## Excerpted data
● ● ●
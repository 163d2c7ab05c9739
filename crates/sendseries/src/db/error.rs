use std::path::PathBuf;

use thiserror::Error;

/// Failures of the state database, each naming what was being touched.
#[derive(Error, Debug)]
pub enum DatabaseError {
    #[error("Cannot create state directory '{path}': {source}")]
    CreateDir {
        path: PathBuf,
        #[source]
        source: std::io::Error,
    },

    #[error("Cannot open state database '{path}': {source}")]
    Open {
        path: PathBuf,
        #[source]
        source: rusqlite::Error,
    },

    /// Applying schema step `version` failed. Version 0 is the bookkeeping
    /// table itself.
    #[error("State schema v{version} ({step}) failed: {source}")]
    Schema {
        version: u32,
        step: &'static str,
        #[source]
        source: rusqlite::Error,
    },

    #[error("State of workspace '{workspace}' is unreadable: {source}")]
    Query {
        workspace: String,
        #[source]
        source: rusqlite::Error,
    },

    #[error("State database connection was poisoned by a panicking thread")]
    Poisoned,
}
● ● ●
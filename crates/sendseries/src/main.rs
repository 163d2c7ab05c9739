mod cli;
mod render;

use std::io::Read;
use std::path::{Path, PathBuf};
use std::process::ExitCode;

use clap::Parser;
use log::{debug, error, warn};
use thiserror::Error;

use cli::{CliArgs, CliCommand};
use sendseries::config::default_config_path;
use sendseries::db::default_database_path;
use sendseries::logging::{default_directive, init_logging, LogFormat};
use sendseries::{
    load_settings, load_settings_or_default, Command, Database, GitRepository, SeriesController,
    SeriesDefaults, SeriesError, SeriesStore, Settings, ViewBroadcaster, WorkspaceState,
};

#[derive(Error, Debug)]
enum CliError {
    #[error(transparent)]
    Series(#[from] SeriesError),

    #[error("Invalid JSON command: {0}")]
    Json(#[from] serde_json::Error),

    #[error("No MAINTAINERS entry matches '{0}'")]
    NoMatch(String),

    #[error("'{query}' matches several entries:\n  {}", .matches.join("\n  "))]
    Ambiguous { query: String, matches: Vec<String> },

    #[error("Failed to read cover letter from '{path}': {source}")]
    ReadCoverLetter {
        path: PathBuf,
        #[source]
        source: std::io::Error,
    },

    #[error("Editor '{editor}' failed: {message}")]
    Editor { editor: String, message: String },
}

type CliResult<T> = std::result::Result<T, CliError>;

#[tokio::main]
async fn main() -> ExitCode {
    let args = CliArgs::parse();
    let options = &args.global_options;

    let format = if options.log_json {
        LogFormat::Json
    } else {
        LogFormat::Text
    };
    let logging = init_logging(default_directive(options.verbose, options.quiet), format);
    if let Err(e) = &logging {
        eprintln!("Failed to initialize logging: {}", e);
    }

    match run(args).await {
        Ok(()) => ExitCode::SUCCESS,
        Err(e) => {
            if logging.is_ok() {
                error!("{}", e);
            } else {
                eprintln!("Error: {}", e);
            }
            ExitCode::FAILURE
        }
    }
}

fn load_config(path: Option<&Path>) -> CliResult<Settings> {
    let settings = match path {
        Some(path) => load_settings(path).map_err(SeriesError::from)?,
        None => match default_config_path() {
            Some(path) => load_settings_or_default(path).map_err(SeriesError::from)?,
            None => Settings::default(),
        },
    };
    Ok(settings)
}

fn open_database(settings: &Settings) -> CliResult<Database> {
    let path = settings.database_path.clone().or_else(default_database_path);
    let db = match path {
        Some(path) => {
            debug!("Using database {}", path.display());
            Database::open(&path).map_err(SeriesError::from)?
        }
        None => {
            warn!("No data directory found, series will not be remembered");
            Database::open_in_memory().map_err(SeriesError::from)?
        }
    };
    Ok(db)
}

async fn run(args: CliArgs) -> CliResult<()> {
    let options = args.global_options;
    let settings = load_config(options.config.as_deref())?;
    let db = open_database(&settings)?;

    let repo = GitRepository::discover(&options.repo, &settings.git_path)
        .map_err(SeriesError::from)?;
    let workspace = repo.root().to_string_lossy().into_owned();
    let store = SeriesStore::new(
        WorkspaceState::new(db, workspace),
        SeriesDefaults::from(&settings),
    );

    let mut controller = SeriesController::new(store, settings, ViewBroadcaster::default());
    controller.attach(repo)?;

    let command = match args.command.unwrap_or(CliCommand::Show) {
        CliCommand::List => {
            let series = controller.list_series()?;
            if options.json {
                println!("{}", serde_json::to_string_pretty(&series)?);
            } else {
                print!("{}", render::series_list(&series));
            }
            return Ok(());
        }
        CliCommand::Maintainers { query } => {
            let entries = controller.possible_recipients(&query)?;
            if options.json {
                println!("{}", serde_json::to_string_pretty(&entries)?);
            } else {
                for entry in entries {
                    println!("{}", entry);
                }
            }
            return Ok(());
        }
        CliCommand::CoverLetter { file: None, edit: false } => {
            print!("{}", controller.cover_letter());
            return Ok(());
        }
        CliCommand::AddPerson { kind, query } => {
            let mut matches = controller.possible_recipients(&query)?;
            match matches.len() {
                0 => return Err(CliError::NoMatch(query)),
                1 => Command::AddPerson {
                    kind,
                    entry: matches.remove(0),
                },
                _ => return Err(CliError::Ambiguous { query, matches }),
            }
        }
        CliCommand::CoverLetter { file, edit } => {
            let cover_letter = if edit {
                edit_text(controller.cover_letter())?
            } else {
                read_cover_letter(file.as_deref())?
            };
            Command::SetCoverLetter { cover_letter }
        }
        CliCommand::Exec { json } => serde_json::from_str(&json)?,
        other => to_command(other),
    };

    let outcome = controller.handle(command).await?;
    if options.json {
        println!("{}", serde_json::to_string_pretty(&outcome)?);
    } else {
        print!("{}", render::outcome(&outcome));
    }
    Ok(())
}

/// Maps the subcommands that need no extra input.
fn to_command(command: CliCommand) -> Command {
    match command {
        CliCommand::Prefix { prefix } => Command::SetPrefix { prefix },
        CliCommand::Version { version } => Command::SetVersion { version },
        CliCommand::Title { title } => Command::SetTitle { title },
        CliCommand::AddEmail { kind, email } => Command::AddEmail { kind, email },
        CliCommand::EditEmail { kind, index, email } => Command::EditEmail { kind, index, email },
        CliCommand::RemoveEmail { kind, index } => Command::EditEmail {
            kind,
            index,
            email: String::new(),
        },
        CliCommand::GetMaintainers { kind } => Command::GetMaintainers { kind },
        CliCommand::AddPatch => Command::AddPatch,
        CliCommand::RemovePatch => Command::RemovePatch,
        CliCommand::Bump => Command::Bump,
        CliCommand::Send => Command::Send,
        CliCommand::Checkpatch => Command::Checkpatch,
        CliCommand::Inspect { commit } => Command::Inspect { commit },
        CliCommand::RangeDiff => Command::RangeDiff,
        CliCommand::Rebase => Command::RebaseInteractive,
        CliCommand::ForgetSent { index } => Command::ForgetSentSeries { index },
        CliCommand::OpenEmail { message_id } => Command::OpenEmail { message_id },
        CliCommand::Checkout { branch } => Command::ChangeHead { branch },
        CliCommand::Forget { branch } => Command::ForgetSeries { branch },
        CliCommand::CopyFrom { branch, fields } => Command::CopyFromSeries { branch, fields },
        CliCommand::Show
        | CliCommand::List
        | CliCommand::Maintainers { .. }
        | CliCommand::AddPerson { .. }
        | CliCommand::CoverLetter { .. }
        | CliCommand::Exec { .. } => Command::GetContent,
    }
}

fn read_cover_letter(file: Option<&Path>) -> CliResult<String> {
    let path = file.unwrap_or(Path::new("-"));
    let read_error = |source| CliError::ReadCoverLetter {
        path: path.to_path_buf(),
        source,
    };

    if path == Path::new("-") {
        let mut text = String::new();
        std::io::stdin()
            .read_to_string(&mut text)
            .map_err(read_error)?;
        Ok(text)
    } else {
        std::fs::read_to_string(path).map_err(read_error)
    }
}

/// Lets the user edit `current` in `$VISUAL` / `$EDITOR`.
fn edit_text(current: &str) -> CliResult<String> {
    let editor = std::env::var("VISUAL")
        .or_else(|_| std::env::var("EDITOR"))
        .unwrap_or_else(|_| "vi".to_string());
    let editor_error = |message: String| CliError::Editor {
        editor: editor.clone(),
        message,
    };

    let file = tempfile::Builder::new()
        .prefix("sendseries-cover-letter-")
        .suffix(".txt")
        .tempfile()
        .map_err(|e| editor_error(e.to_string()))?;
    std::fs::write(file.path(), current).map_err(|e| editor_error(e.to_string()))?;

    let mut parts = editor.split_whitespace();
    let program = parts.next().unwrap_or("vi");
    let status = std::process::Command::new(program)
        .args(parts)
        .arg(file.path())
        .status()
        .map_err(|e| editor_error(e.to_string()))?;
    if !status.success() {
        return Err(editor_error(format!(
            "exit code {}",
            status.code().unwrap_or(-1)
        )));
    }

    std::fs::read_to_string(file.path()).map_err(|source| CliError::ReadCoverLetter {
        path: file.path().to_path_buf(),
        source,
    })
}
● ● ●
Output the lines above between the one holding "filename crates/sendseries/src/main.rs" and the one holding "let options = &args.global_options;", inclusive, with nothing before or after them.

## Answer section
filename crates/sendseries/src/main.rs
repository 163d2c7ab05c9739
mod cli;
mod render;

use std::io::Read;
use std::path::{Path, PathBuf};
use std::process::ExitCode;

use clap::Parser;
use log::{debug, error, warn};
use thiserror::Error;

use cli::{CliArgs, CliCommand};
use sendseries::config::default_config_path;
use sendseries::db::default_database_path;
use sendseries::logging::{default_directive, init_logging, LogFormat};
use sendseries::{
    load_settings, load_settings_or_default, Command, Database, GitRepository, SeriesController,
    SeriesDefaults, SeriesError, SeriesStore, Settings, ViewBroadcaster, WorkspaceState,
};

#[derive(Error, Debug)]
enum CliError {
    #[error(transparent)]
    Series(#[from] SeriesError),

    #[error("Invalid JSON command: {0}")]
    Json(#[from] serde_json::Error),

    #[error("No MAINTAINERS entry matches '{0}'")]
    NoMatch(String),

    #[error("'{query}' matches several entries:\n  {}", .matches.join("\n  "))]
    Ambiguous { query: String, matches: Vec<String> },

    #[error("Failed to read cover letter from '{path}': {source}")]
    ReadCoverLetter {
        path: PathBuf,
        #[source]
        source: std::io::Error,
    },

    #[error("Editor '{editor}' failed: {message}")]
    Editor { editor: String, message: String },
}

type CliResult<T> = std::result::Result<T, CliError>;

#[tokio::main]
async fn main() -> ExitCode {
    let args = CliArgs::parse();
    let options = &args.global_options;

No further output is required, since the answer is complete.